Robert McQueen robert.mcqueen at collabora.co.uk
Fri May 11 06:20:16 PDT 2007


mikhail.zabaluev at nokia.com wrote:
> Hi,

Hi Mikhail,

> There has been a discussion about improving the Aliasing interface. I
> have a tangent interest here, in that I consider using the interface
> to expose display names for contacts, as sent and received with SIP
> protocol messages. Just as in RFC2822 messages, SIP addressing
> headers From: and To: may include a human-friendly name along with
> the address URI. It would be nice to extract that name from incoming
> messages and make it available to the API clients, e.g. to display in
> a chat window, or as the initial name suggestion for a new address
> book entry

Right, this is a good plan I think. Are these aliases ever used to
indicate call-specific information? ie, if the same person calls you
twice, is it reasonable to expect that the only reason they'd change
their human-readable name was because they'd decided to change it
between times, not just because it was a different call? If there's some
convention for passing extra per-call data in these names, we might need
to do something differently, otherwise each time someone calls you their
name would change.

> (OTOH that will raise more security concerns than
> displaying a bare URI).

Provided the user is shown both, there's no concern. If you took the
other end's identity claim and used it to override their real identity,
that would be bad. :)

> Also, providing our own human-friendly name
> is an additional nicety.

This can be determined from the value of SetAlias(self_handle, ...).

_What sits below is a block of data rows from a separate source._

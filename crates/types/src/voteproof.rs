//! Voteproofs: the signed outcome of a finished vote.
//!
//! A voteproof is either INIT or ACCEPT. Beyond plain majority/draw results it
//! can carry expel operations: an *expel* voteproof has a majority whose fact
//! lists expels, a *stuck* voteproof is a draw produced when nodes stopped
//! voting, with the expel operations that remove them.

use crate::{
    BallotFact, BallotSignFact, ExpelOperation, Hash, LastPoint, NetworkId, NodeAddress, Stage,
    StagePoint, Suffrage, Threshold, ValidationError, VoteResult,
};
use serde::{Deserialize, Serialize};
use std::collections::HashSet;
use std::time::{SystemTime, UNIX_EPOCH};

/// Flavor of a voteproof.
#[derive(Debug, Clone, Copy, PartialEq, Eq, Hash, Serialize, Deserialize)]
pub enum VoteproofKind {
    /// Majority or draw without expels.
    Plain,
    /// Majority whose fact expels nodes.
    Expel,
    /// Draw forced by unresponsive nodes, carrying their expels.
    Stuck,
}

/// Contents shared by INIT and ACCEPT voteproofs.
#[derive(Debug, Clone, PartialEq, Serialize, Deserialize)]
pub struct VoteproofBody {
    /// Stage-point decided.
    pub point: StagePoint,
    /// Threshold the vote was counted with.
    pub threshold: Threshold,
    /// Winning fact; `None` for a draw.
    pub majority: Option<BallotFact>,
    /// Every counted sign fact.
    pub sign_facts: Vec<BallotSignFact>,
    /// Unix milliseconds when the vote finished.
    pub finished_at: u64,
    /// Expel operations for [`VoteproofKind::Expel`] and [`VoteproofKind::Stuck`].
    pub expels: Vec<ExpelOperation>,
    /// Flavor.
    pub kind: VoteproofKind,
}

/// Signed outcome of a vote.
#[derive(Debug, Clone, PartialEq, Serialize, Deserialize)]
#[serde(tag = "stage", content = "voteproof")]
pub enum Voteproof {
    /// Result of an INIT vote.
    Init(VoteproofBody),
    /// Result of an ACCEPT vote.
    Accept(VoteproofBody),
}

/// Current time as unix milliseconds.
pub fn now_millis() -> u64 {
    SystemTime::now()
        .duration_since(UNIX_EPOCH)
        .map(|d| d.as_millis() as u64)
        .unwrap_or(0)
}

impl Voteproof {
    /// Wrap a body into the variant matching its stage.
    pub fn new(body: VoteproofBody) -> Self {
        match body.point.stage {
            Stage::Init => Voteproof::Init(body),
            Stage::Accept => Voteproof::Accept(body),
        }
    }

    /// Body.
    pub fn body(&self) -> &VoteproofBody {
        match self {
            Voteproof::Init(b) | Voteproof::Accept(b) => b,
        }
    }

    /// Stage-point.
    pub fn stage_point(&self) -> StagePoint {
        self.body().point
    }

    /// Stage.
    pub fn stage(&self) -> Stage {
        match self {
            Voteproof::Init(_) => Stage::Init,
            Voteproof::Accept(_) => Stage::Accept,
        }
    }

    /// Whether this is an INIT voteproof.
    pub fn is_init(&self) -> bool {
        matches!(self, Voteproof::Init(_))
    }

    /// Majority fact, if any.
    pub fn majority(&self) -> Option<&BallotFact> {
        self.body().majority.as_ref()
    }

    /// Majority or draw.
    pub fn result(&self) -> VoteResult {
        if self.body().majority.is_some() {
            VoteResult::Majority
        } else {
            VoteResult::Draw
        }
    }

    /// Threshold used.
    pub fn threshold(&self) -> Threshold {
        self.body().threshold
    }

    /// Counted sign facts.
    pub fn sign_facts(&self) -> &[BallotSignFact] {
        &self.body().sign_facts
    }

    /// Expel operations carried.
    pub fn expels(&self) -> &[ExpelOperation] {
        &self.body().expels
    }

    /// Flavor.
    pub fn kind(&self) -> VoteproofKind {
        self.body().kind
    }

    /// Majority with expels.
    pub fn is_expel(&self) -> bool {
        self.body().kind == VoteproofKind::Expel
    }

    /// Draw forced by unresponsive nodes.
    pub fn is_stuck(&self) -> bool {
        self.body().kind == VoteproofKind::Stuck
    }

    /// Majority fact is suffrage-confirm.
    pub fn is_suffrage_confirm(&self) -> bool {
        self.majority().map(|f| f.is_suffrage_confirm()).unwrap_or(false)
    }

    /// The [`LastPoint`] this voteproof would set.
    pub fn last_point(&self) -> LastPoint {
        LastPoint::new(
            self.stage_point(),
            self.majority().is_some(),
            self.is_suffrage_confirm(),
        )
    }

    /// Content hash used as the voteproof id.
    pub fn id(&self) -> Hash {
        Hash::of_json(b"voteproof", self)
    }

    /// Nodes removed by the carried expels.
    pub fn expelled_nodes(&self) -> HashSet<&NodeAddress> {
        self.expels().iter().map(|e| e.expelled()).collect()
    }

    /// Structure and signatures.
    pub fn is_valid(&self, network_id: &NetworkId) -> Result<(), ValidationError> {
        let body = self.body();
        let sp = body.point;

        if sp.stage != self.stage() {
            return Err(ValidationError::invalid("voteproof", "stage mismatch"));
        }
        if sp.height().is_nil() {
            return Err(ValidationError::invalid("voteproof", "nil height"));
        }
        if !body.threshold.is_valid() {
            return Err(ValidationError::invalid("voteproof", "threshold out of range"));
        }
        if body.sign_facts.is_empty() {
            return Err(ValidationError::invalid("voteproof", "empty sign facts"));
        }

        let mut nodes = HashSet::with_capacity(body.sign_facts.len());
        for sf in &body.sign_facts {
            if !nodes.insert(&sf.node) {
                return Err(ValidationError::invalid(
                    "voteproof",
                    format!("duplicated sign fact of {}", sf.node),
                ));
            }
            if sf.fact.stage_point() != sp {
                return Err(ValidationError::invalid(
                    "voteproof",
                    format!("sign fact at {} in voteproof of {}", sf.fact.stage_point(), sp),
                ));
            }
            sf.is_valid(network_id)?;
        }

        if let Some(majority) = &body.majority {
            if majority.stage_point() != sp {
                return Err(ValidationError::invalid("voteproof", "majority at other point"));
            }
            let mh = majority.hash();
            if !body.sign_facts.iter().any(|sf| sf.fact.hash() == mh) {
                return Err(ValidationError::invalid("voteproof", "majority not in sign facts"));
            }
        }

        for expel in &body.expels {
            expel.is_valid(network_id)?;
        }

        match body.kind {
            VoteproofKind::Plain if !body.expels.is_empty() => {
                Err(ValidationError::invalid("voteproof", "plain voteproof with expels"))
            }
            VoteproofKind::Expel => {
                let Some(majority) = &body.majority else {
                    return Err(ValidationError::invalid("voteproof", "expel without majority"));
                };
                let mut carried: Vec<Hash> = body.expels.iter().map(|e| e.fact_hash()).collect();
                let mut voted = majority.expels().to_vec();
                carried.sort();
                voted.sort();
                if voted.is_empty() || carried != voted {
                    return Err(ValidationError::invalid(
                        "voteproof",
                        "expels do not match majority",
                    ));
                }
                Ok(())
            }
            VoteproofKind::Stuck if body.majority.is_some() || body.expels.is_empty() => Err(
                ValidationError::invalid("voteproof", "stuck voteproof needs draw and expels"),
            ),
            _ => Ok(()),
        }
    }

    /// Signers belong to `suffrage` and the counts reach the threshold.
    pub fn is_valid_with_suffrage(&self, suffrage: &Suffrage) -> Result<(), ValidationError> {
        let body = self.body();
        let expelled = self.expelled_nodes();

        for sf in &body.sign_facts {
            if !suffrage.exists_public_key(&sf.node, &sf.signer) {
                return Err(ValidationError::NotInSuffrage(sf.node.clone()));
            }
            if expelled.contains(&sf.node) {
                return Err(ValidationError::invalid(
                    "voteproof",
                    format!("expelled node {} voted", sf.node),
                ));
            }
        }
        for expel in &body.expels {
            expel.is_valid_with_suffrage(suffrage)?;
        }

        let quorum = suffrage.len().saturating_sub(expelled.len());
        let needed = body.threshold.count(quorum);

        let counted = match &body.majority {
            Some(majority) => {
                let mh = majority.hash();
                body.sign_facts
                    .iter()
                    .filter(|sf| sf.fact.hash() == mh)
                    .count()
            }
            None => body.sign_facts.len(),
        };

        if counted < needed {
            return Err(ValidationError::invalid(
                "voteproof",
                format!("not enough votes, {counted} < {needed}"),
            ));
        }
        Ok(())
    }
}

> If the Aliasing interface is used for that, it may necessitate
> caching display names along with contact handles for the lifetime of
> a Connection. That's the only implementation concern I have with the
> current API.

Gabble has a few sources for aliases due to the myriad ways that XMPP
gives us to find what someone's called. Some are stored on your roster,
which means they are cached for as long as that contact is on your
roster, some are derived from presence, so are cached for as long as
that contact is available, and some are extracted from essentially
static, but expensive (in terms of retreiving a lot of information and
only using one or two words of it) vCard queries so are cached very
aggressively.

The vCard-derived nicknames are stored using qdata on the contact handle
inside Gabble, which means that as long as the contact is used somewhere
by the client (eg as the participant in a channel, or just by
HoldHandles explicitly) we'll keep the alias in memory. When the
handle's internal refcount goes to zero, they are freed. Take a look at
observe_vcard() and gabble_vcard_manager_get_cached_alias() in
src/vcard-manager.c in Gabble.

If you don't have eg a roster or presence to decide if a person's still
relevant (and I don't think you do in this case?), then the handle qdata
approach is a reasonable way of associating the cached alias with the
contact handle's lifetime, and hence freeing them when they're not
relevant to the client rather than caching indefinitely.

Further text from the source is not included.